It was just another chapter in the bizarre history of a Supreme Court that only responds to the desires of the Maduro Government.

The Constitutional Hall of the Supreme Court essentially says that any concentration, protest or public meeting which is made without prior authorization of the authorities can give rise to the police or public force to remove the gathering in order to guarantee the right to freely move around of others.

However, Art. 53 of the Venezuelan Constitution clearly says that  any person has the right to meet publicly or privately, without permission, for legal ends and without weapons.
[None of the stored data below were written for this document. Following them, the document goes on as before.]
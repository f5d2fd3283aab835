use std::fmt;
use std::sync::Arc;

use byteorder::{ByteOrder, LittleEndian};
use parking_lot::RwLock;
use tracing::trace;

use okapi_chain::serialization::sha256d;
use okapi_chain::transaction::Transaction;
use okapi_chain::transparent::{OutPoint, Output, Script};

use crate::config::Config;
use crate::error::Result;
use crate::memory::FileStorage;
use crate::primitives::{HashTable, Key, Link, RecordManager};
use crate::store;

use super::transactions::TxLink;
use super::{read_u32, write_u32};

/// The key of a payment history: the double-SHA256 of an output's lock
/// script.
///
/// Address decoding is out of scope here, so histories are keyed by the
/// script itself; wallets derive the same key from the scripts they watch.
#[derive(Copy, Clone, Eq, PartialEq, Hash)]
pub struct PaymentKey(pub [u8; 32]);

impl fmt::Debug for PaymentKey {
    fn fmt(&self, f: &mut fmt::Formatter) -> fmt::Result {
        f.debug_tuple("PaymentKey")
            .field(&hex::encode(&self.0))
            .finish()
    }
}

impl From<&Script> for PaymentKey {
    fn from(script: &Script) -> Self {
        PaymentKey(sha256d::hash(&script.0))
    }
}

impl Key for PaymentKey {
    const SIZE: u64 = 32;

    fn as_bytes(&self) -> &[u8] {
        &self.0
    }

    fn from_bytes(bytes: &[u8]) -> Self {
        let mut key = [0u8; 32];
        key.copy_from_slice(&bytes[..32]);
        PaymentKey(key)
    }
}

/// One row of a payment history.
#[derive(Clone, Debug, Eq, PartialEq)]
pub struct PaymentRecord {
    /// The transaction-table link of the paying or spending transaction.
    pub tx_link: TxLink,
    /// The output index (receipts) or input index (spends).
    pub point_index: u32,
    /// The output value in the smallest unit.
    pub value: u64,
    /// Whether this row is a receipt (output) or a spend (input).
    pub output: bool,
}

/// A link into the payment row index.
type RowLink = u32;

// Table element value: the head row of this key's history list.
const TABLE_VALUE_SIZE: u64 = 4;

// Row layout: [ next:4 | tx_link:8 | point_index:4 | value:8 | output:1 ]
const ROW_NEXT_OFFSET: u64 = 0;
const ROW_TX_LINK_OFFSET: u64 = 4;
const ROW_POINT_INDEX_OFFSET: u64 = 12;
const ROW_VALUE_OFFSET: u64 = 16;
const ROW_OUTPUT_OFFSET: u64 = 24;
const ROW_SIZE: u64 = 25;

type PaymentTable = HashTable<RecordManager<u32>, PaymentKey>;

/// The optional address index: per-script payment history.
///
/// Two files: `payment_table` maps a script key to the head of its row
/// list, and `payment_index` holds the rows themselves. Rows are prepended,
/// so iteration yields the most recent payment first.
pub struct PaymentDatabase {
    table_file: Arc<FileStorage>,
    table: PaymentTable,

    index_file: Arc<FileStorage>,
    rows: RecordManager<RowLink>,

    /// Provides atomicity for the per-key head links.
    metadata_mutex: RwLock<()>,
}

impl PaymentDatabase {
    pub fn new(settings: &Config) -> Result<Self> {
        let buckets = settings.payment_table_buckets as u64;

        let table_file = Arc::new(FileStorage::open(
            &settings.directory.join(store::PAYMENT_TABLE),
            settings.payment_table_size,
            settings.file_growth_rate,
        )?);
        let table = HashTable::new(
            RecordManager::new(
                table_file.clone(),
                PaymentTable::header_size(buckets),
                PaymentKey::SIZE + <u32 as Link>::SIZE + TABLE_VALUE_SIZE,
            ),
            buckets,
        );

        let index_file = Arc::new(FileStorage::open(
            &settings.directory.join(store::PAYMENT_INDEX),
            settings.payment_index_size,
            settings.file_growth_rate,
        )?);
        let rows = RecordManager::new(index_file.clone(), 0, ROW_SIZE);

        Ok(Self {
            table_file,
            table,
            index_file,
            rows,
            metadata_mutex: RwLock::new(()),
        })
    }

    // Startup and shutdown.

    pub fn create(&self) -> Result<()> {
        self.table.create()?;
        self.rows.create()
    }

    pub fn open(&self) -> Result<()> {
        self.table.start()?;
        self.rows.start()
    }

    pub fn commit(&self) -> Result<()> {
        self.rows.commit()?;
        self.table.commit()
    }

    pub fn flush(&self) -> Result<()> {
        self.table_file.flush()?;
        self.index_file.flush()
    }

    pub fn close(&self) -> Result<()> {
        self.table_file.close()?;
        self.index_file.close()
    }

    // Queries.

    /// The payment history of `key`, most recent first.
    pub fn history(&self, key: &PaymentKey) -> Vec<PaymentRecord> {
        let head = {
            let _guard = self.metadata_mutex.read();
            match self.table.find(key) {
                Some(element) => element.read(|value| u32::read(value)),
                None => RowLink::NOT_ALLOCATED,
            }
        };

        PaymentIterator {
            database: self,
            row: head,
        }
        .collect()
    }

    // Writers.

    /// Index every payment made by `transaction`.
    ///
    /// Outputs are indexed under their own lock script; inputs are indexed
    /// under the script of the output they spend, resolved through
    /// `resolve_prevout`. Inputs whose previous output is unknown are
    /// skipped.
    pub fn catalog(
        &self,
        tx_link: TxLink,
        transaction: &Transaction,
        resolve_prevout: impl Fn(&OutPoint) -> Option<Output>,
    ) -> Result<()> {
        for (index, output) in transaction.outputs.iter().enumerate() {
            let record = PaymentRecord {
                tx_link,
                point_index: index as u32,
                value: output.value,
                output: true,
            };
            self.push(&PaymentKey::from(&output.lock_script), &record)?;
        }

        for (index, input) in transaction.inputs.iter().enumerate() {
            let outpoint = match input.outpoint() {
                Some(outpoint) => outpoint,
                None => continue,
            };

            let spent = match resolve_prevout(&outpoint) {
                Some(output) => output,
                None => continue,
            };

            let record = PaymentRecord {
                tx_link,
                point_index: index as u32,
                value: spent.value,
                output: false,
            };
            self.push(&PaymentKey::from(&spent.lock_script), &record)?;
        }

        trace!(?tx_link, "cataloged transaction");
        Ok(())
    }

    /// Prepend `record` to `key`'s history list.
    fn push(&self, key: &PaymentKey, record: &PaymentRecord) -> Result<()> {
        let _guard = self.metadata_mutex.write();

        let previous_head = match self.table.find(key) {
            Some(element) => element.read(|value| u32::read(value)),
            None => RowLink::NOT_ALLOCATED,
        };

        let row = self.rows.allocate(1)?;
        {
            let access = self.index_file.access();
            let mut body = [0u8; ROW_SIZE as usize];
            write_u32(&mut body, ROW_NEXT_OFFSET, previous_head);
            record.tx_link.write(&mut body[ROW_TX_LINK_OFFSET as usize..]);
            write_u32(&mut body, ROW_POINT_INDEX_OFFSET, record.point_index);
            LittleEndian::write_u64(&mut body[ROW_VALUE_OFFSET as usize..], record.value);
            body[ROW_OUTPUT_OFFSET as usize] = record.output as u8;
            access.write(self.rows.offset(row), &body);
        }

        match self.table.find(key) {
            Some(element) => {
                let access = self.table_file.access();
                let mut head = [0u8; 4];
                row.write(&mut head);
                access.write(element.value_offset(), &head);
            }
            None => {
                let element = self.table.allocate(key, TABLE_VALUE_SIZE, |value| {
                    write_u32(value, 0, row);
                })?;
                self.table.link(&element);
            }
        }

        Ok(())
    }

    fn read_row(&self, row: RowLink) -> (PaymentRecord, RowLink) {
        let access = self.index_file.access();
        let body = access.read(self.rows.offset(row), ROW_SIZE as usize);

        let record = PaymentRecord {
            tx_link: TxLink::read(&body[ROW_TX_LINK_OFFSET as usize..]),
            point_index: read_u32(body, ROW_POINT_INDEX_OFFSET),
            value: LittleEndian::read_u64(&body[ROW_VALUE_OFFSET as usize..]),
            output: body[ROW_OUTPUT_OFFSET as usize] != 0,
        };

        (record, RowLink::read(&body[ROW_NEXT_OFFSET as usize..]))
    }
}

/// Walks a payment history list.
struct PaymentIterator<'a> {
    database: &'a PaymentDatabase,
    row: RowLink,
}

impl<'a> Iterator for PaymentIterator<'a> {
    type Item = PaymentRecord;

    fn next(&mut self) -> Option<PaymentRecord> {
        if self.row.is_terminal() || self.database.rows.past_eof(self.row) {
            return None;
        }

        let (record, next) = self.database.read_row(self.row);
        self.row = next;
        Some(record)
    }
}

#[cfg(test)]
mod tests {
    use tempdir::TempDir;

    use okapi_chain::transparent::Input;

    use super::*;

    fn test_config(dir: &TempDir) -> Config {
        Config {
            directory: dir.path().to_owned(),
            payment_table_buckets: 8,
            block_table_buckets: 8,
            transaction_table_buckets: 8,
            ..Config::default()
        }
    }

    fn database(dir: &TempDir) -> PaymentDatabase {
        let database = PaymentDatabase::new(&test_config(dir)).unwrap();
        database.create().unwrap();
        database
    }

    fn output(value: u64, script: &[u8]) -> Output {
        Output {
            value,
            lock_script: Script(script.to_vec()),
        }
    }

    #[test]
    fn outputs_are_indexed_under_their_script() {
        let dir = TempDir::new("payment_database").unwrap();
        let database = database(&dir);

        let transaction = Transaction {
            version: 1,
            inputs: vec![],
            outputs: vec![output(50, b"alpha"), output(25, b"beta")],
            lock_time: 0,
        };

        database.catalog(7, &transaction, |_| None).unwrap();

        let history = database.history(&PaymentKey::from(&Script(b"alpha".to_vec())));
        assert_eq!(
            history,
            vec![PaymentRecord {
                tx_link: 7,
                point_index: 0,
                value: 50,
                output: true,
            }]
        );
    }

    #[test]
    fn histories_accumulate_most_recent_first() {
        let dir = TempDir::new("payment_database").unwrap();
        let database = database(&dir);
        let script = Script(b"shared".to_vec());

        for (link, value) in &[(1u64, 10u64), (2, 20)] {
            let transaction = Transaction {
                version: 1,
                inputs: vec![],
                outputs: vec![output(*value, &script.0)],
                lock_time: 0,
            };
            database.catalog(*link, &transaction, |_| None).unwrap();
        }

        let history = database.history(&PaymentKey::from(&script));
        assert_eq!(history.len(), 2);
        assert_eq!(history[0].value, 20);
        assert_eq!(history[1].value, 10);
    }

    #[test]
    fn spends_are_indexed_under_the_spent_script() {
        let dir = TempDir::new("payment_database").unwrap();
        let database = database(&dir);
        let spent = output(99, b"gamma");

        let transaction = Transaction {
            version: 1,
            inputs: vec![Input::PrevOut {
                outpoint: OutPoint {
                    hash: okapi_chain::transaction::Hash([9; 32]),
                    index: 0,
                },
                unlock_script: Script(vec![]),
                sequence: 0,
            }],
            outputs: vec![],
            lock_time: 0,
        };

        let resolved = spent.clone();
        database
            .catalog(3, &transaction, move |_| Some(resolved.clone()))
            .unwrap();

        let history = database.history(&PaymentKey::from(&Script(b"gamma".to_vec())));
        assert_eq!(history.len(), 1);
        assert!(!history[0].output);
        assert_eq!(history[0].value, 99);
    }

    #[test]
    fn unknown_prevouts_are_skipped() {
        let dir = TempDir::new("payment_database").unwrap();
        let database = database(&dir);

        let transaction = Transaction {
            version: 1,
            inputs: vec![Input::PrevOut {
                outpoint: OutPoint {
                    hash: okapi_chain::transaction::Hash([1; 32]),
                    index: 3,
                },
                unlock_script: Script(vec![]),
                sequence: 0,
            }],
            outputs: vec![],
            lock_time: 0,
        };

        database.catalog(4, &transaction, |_| None).unwrap();
        assert!(database
            .history(&PaymentKey::from(&Script(vec![])))
            .is_empty());
    }
}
It also state that such meetings will be regulated by the Law.

And the Law clearly says that you don’t need permission for such meeting, just participating it to the relevant authority.

The decision also violates international human rights standards which explicitly say that the right to free transit should not be above that of meeting freely in public. In fact, the same human rights standards specify that the lack of approval or notification should not be an excuse to allow the gathering to be broken up by the police. Venezuela has signed all United Nations human rights agreements.

To close the absurdity and perversity of the decision, the Supreme Court says that municipalities have the responsibility of controlling public order, while municipalities in Venezuela are barred from buying equipment of any kind for such purposes.

Thus, in one blow the Court reduces rights provided by the Constitution, legislates on what is required or not to protest, making it essential to be approved first and exhorts the police to remove any such protest.

Of course, all of this will be applied only to whatever the Government considers opposition.

Someone is clearly worried somewhere with these protests, no?

 

23 Responses to “Venezuelan Supreme Court Limits And Legislates Right To Protest”

  1. Jeffry A. House Says:

    If the local city law in Brussels is restrictive, it is challengable in a court. All European Law must be consistent with the European Convention on Human Rights, which reads:

    “Article 11 – Freedom of assembly and association
    1. Everyone has the right to freedom of peaceful assembly and to freedom of association with others, including the right to form and to join trade unions for the protection of his interests.

    2. No restrictions shall be placed on the exercise of these rights other than such as are prescribed by law and are necessary in a democratic society in the interests of national security or public safety, for the prevention of disorder or crime, for the protection of health or morals or for the protection of the rights and freedoms of others. This article shall not prevent the imposition of lawful restrictions on the exercise of these rights by members of the armed forces, of the police or of the administration of the State.”

    “No restrictions except those prescribed by LAW” means that lodging broad discretion in a mayor or other civil authority violates the Convention. It also means that any decision is reviewable in an independent court on the basis of the criteria stated in Article 11.

    • Kepler Says:

      I think it is more than obvious what you could read from the link I presented that there is no violation to talk about and yet the permission is needed…
      it is almost automatically given but it is needed, here and probably in other countries here. It is understood the government cannot deny it at its will but serious causes must be presented.
      I already mentioned that once, twice, three times?
      So: the point is that here we can easily see we won’t have any trouble getting such a permission (provided we are not using the same street for a march of the EU farmers and the exile Tibetans and the metal union workers and the Walloon teachers at the same time or we are members of Al Qaeda calling for sharia in Belgium – this was one of the latest things I remember that didn’t get a permit).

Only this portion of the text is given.